• **Task to carry out**
Please reproduce the data in its entirety, word for word.
====
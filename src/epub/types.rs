//! EPUB data types shared by the resolver and the converter

use std::collections::HashMap;

use serde::{Deserialize, Serialize};

/// Placeholder used when the package document has no usable `dc:title`
pub const UNTITLED: &str = "Untitled";

/// Placeholder used when the package document has no usable `dc:creator`
pub const UNKNOWN_AUTHOR: &str = "Unknown Author";

/// Manifest item from the package document
#[derive(Debug, Clone, PartialEq, Eq)]
pub struct ManifestItem {
    pub id: String,
    /// Archive path, already resolved against the package directory
    pub href: String,
    pub media_type: String,
    pub properties: Option<String>,
}

impl ManifestItem {
    /// Whether the `properties` token list contains `token`
    pub fn has_property(&self, token: &str) -> bool {
        self.properties
            .as_deref()
            .map(|props| props.split_whitespace().any(|p| p == token))
            .unwrap_or(false)
    }
}

/// Manifest items keyed by id. Iteration order is not significant.
pub type ManifestTable = HashMap<String, ManifestItem>;

/// Spine idrefs in declared reading order. May contain ids that are not
/// in the manifest.
pub type ReadingSequence = Vec<String>;

/// Book metadata derived from the package document
#[derive(Debug, Clone, PartialEq, Eq, Serialize, Deserialize)]
#[serde(rename_all = "camelCase")]
pub struct BookMetadata {
    pub title: String,
    pub creator: String,
    /// Archive path of the cover image, when one was detected
    pub cover_path: Option<String>,
    /// Media type of the cover manifest entry
    pub cover_media_type: Option<String>,
    pub language: Option<String>,
    pub identifier: Option<String>,
}

impl Default for BookMetadata {
    fn default() -> Self {
        Self {
            title: UNTITLED.to_string(),
            creator: UNKNOWN_AUTHOR.to_string(),
            cover_path: None,
            cover_media_type: None,
            language: None,
            identifier: None,
        }
    }
}

/// Resolved package document
#[derive(Debug, Clone)]
pub struct Package {
    /// Archive path of the package document (the `.opf` file)
    pub package_path: String,
    /// Directory containing the package document, without trailing slash
    pub base_dir: String,
    pub manifest: ManifestTable,
    pub spine: ReadingSequence,
    pub metadata: BookMetadata,
}

/// Markdown text of a whole book, in reading order
#[derive(Debug, Clone, PartialEq, Eq)]
pub struct ConvertedText {
    text: String,
    blocks: usize,
}

impl ConvertedText {
    /// Start a new text with the title/author header block
    pub(crate) fn with_header(metadata: &BookMetadata) -> Self {
        let mut text = String::new();
        text.push_str(&metadata.title);
        text.push_str("\n\n");
        text.push_str("By: ");
        text.push_str(&metadata.creator);
        text.push_str("\n\n");
        text.push_str("---\n\n");
        Self { text, blocks: 0 }
    }

    /// Append one converted content block followed by a blank line
    pub(crate) fn push_block(&mut self, block: &str) {
        self.text.push_str(block);
        self.text.push_str("\n\n");
        self.blocks += 1;
    }

    pub fn as_str(&self) -> &str {
        &self.text
    }

    pub fn into_string(self) -> String {
        self.text
    }

    /// Number of content blocks appended after the header
    pub fn block_count(&self) -> usize {
        self.blocks
    }

    pub fn len(&self) -> usize {
        self.text.len()
    }

    pub fn is_empty(&self) -> bool {
        self.text.is_empty()
    }
}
====
• **Response to the task**
filename src/epub/types.rs
//! EPUB data types shared by the resolver and the converter

use std::collections::HashMap;

use serde::{Deserialize, Serialize};

/// Placeholder used when the package document has no usable `dc:title`
pub const UNTITLED: &str = "Untitled";

/// Placeholder used when the package document has no usable `dc:creator`
pub const UNKNOWN_AUTHOR: &str = "Unknown Author";

/// Manifest item from the package document
#[derive(Debug, Clone, PartialEq, Eq)]
pub struct ManifestItem {
    pub id: String,
    /// Archive path, already resolved against the package directory
    pub href: String,
    pub media_type: String,
    pub properties: Option<String>,
}

impl ManifestItem {
    /// Whether the `properties` token list contains `token`
    pub fn has_property(&self, token: &str) -> bool {
        self.properties
            .as_deref()
            .map(|props| props.split_whitespace().any(|p| p == token))
            .unwrap_or(false)
    }
}

/// Manifest items keyed by id. Iteration order is not significant.
pub type ManifestTable = HashMap<String, ManifestItem>;

/// Spine idrefs in declared reading order. May contain ids that are not
/// in the manifest.
pub type ReadingSequence = Vec<String>;

/// Book metadata derived from the package document
#[derive(Debug, Clone, PartialEq, Eq, Serialize, Deserialize)]
#[serde(rename_all = "camelCase")]
pub struct BookMetadata {
    pub title: String,
    pub creator: String,
    /// Archive path of the cover image, when one was detected
    pub cover_path: Option<String>,
    /// Media type of the cover manifest entry
    pub cover_media_type: Option<String>,
    pub language: Option<String>,
    pub identifier: Option<String>,
}

impl Default for BookMetadata {
    fn default() -> Self {
        Self {
            title: UNTITLED.to_string(),
            creator: UNKNOWN_AUTHOR.to_string(),
            cover_path: None,
            cover_media_type: None,
            language: None,
            identifier: None,
        }
    }
}

/// Resolved package document
#[derive(Debug, Clone)]
pub struct Package {
    /// Archive path of the package document (the `.opf` file)
    pub package_path: String,
    /// Directory containing the package document, without trailing slash
    pub base_dir: String,
    pub manifest: ManifestTable,
    pub spine: ReadingSequence,
    pub metadata: BookMetadata,
}

/// Markdown text of a whole book, in reading order
#[derive(Debug, Clone, PartialEq, Eq)]
pub struct ConvertedText {
    text: String,
    blocks: usize,
}

impl ConvertedText {
    /// Start a new text with the title/author header block
    pub(crate) fn with_header(metadata: &BookMetadata) -> Self {
        let mut text = String::new();
        text.push_str(&metadata.title);
        text.push_str("\n\n");
        text.push_str("By: ");
        text.push_str(&metadata.creator);
        text.push_str("\n\n");
        text.push_str("---\n\n");
        Self { text, blocks: 0 }
    }

    /// Append one converted content block followed by a blank line
    pub(crate) fn push_block(&mut self, block: &str) {
        self.text.push_str(block);
        self.text.push_str("\n\n");
        self.blocks += 1;
    }

    pub fn as_str(&self) -> &str {
        &self.text
    }

    pub fn into_string(self) -> String {
        self.text
    }

    /// Number of content blocks appended after the header
    pub fn block_count(&self) -> usize {
        self.blocks
    }

    pub fn len(&self) -> usize {
        self.text.len()
    }

    pub fn is_empty(&self) -> bool {
        self.text.is_empty()
    }
}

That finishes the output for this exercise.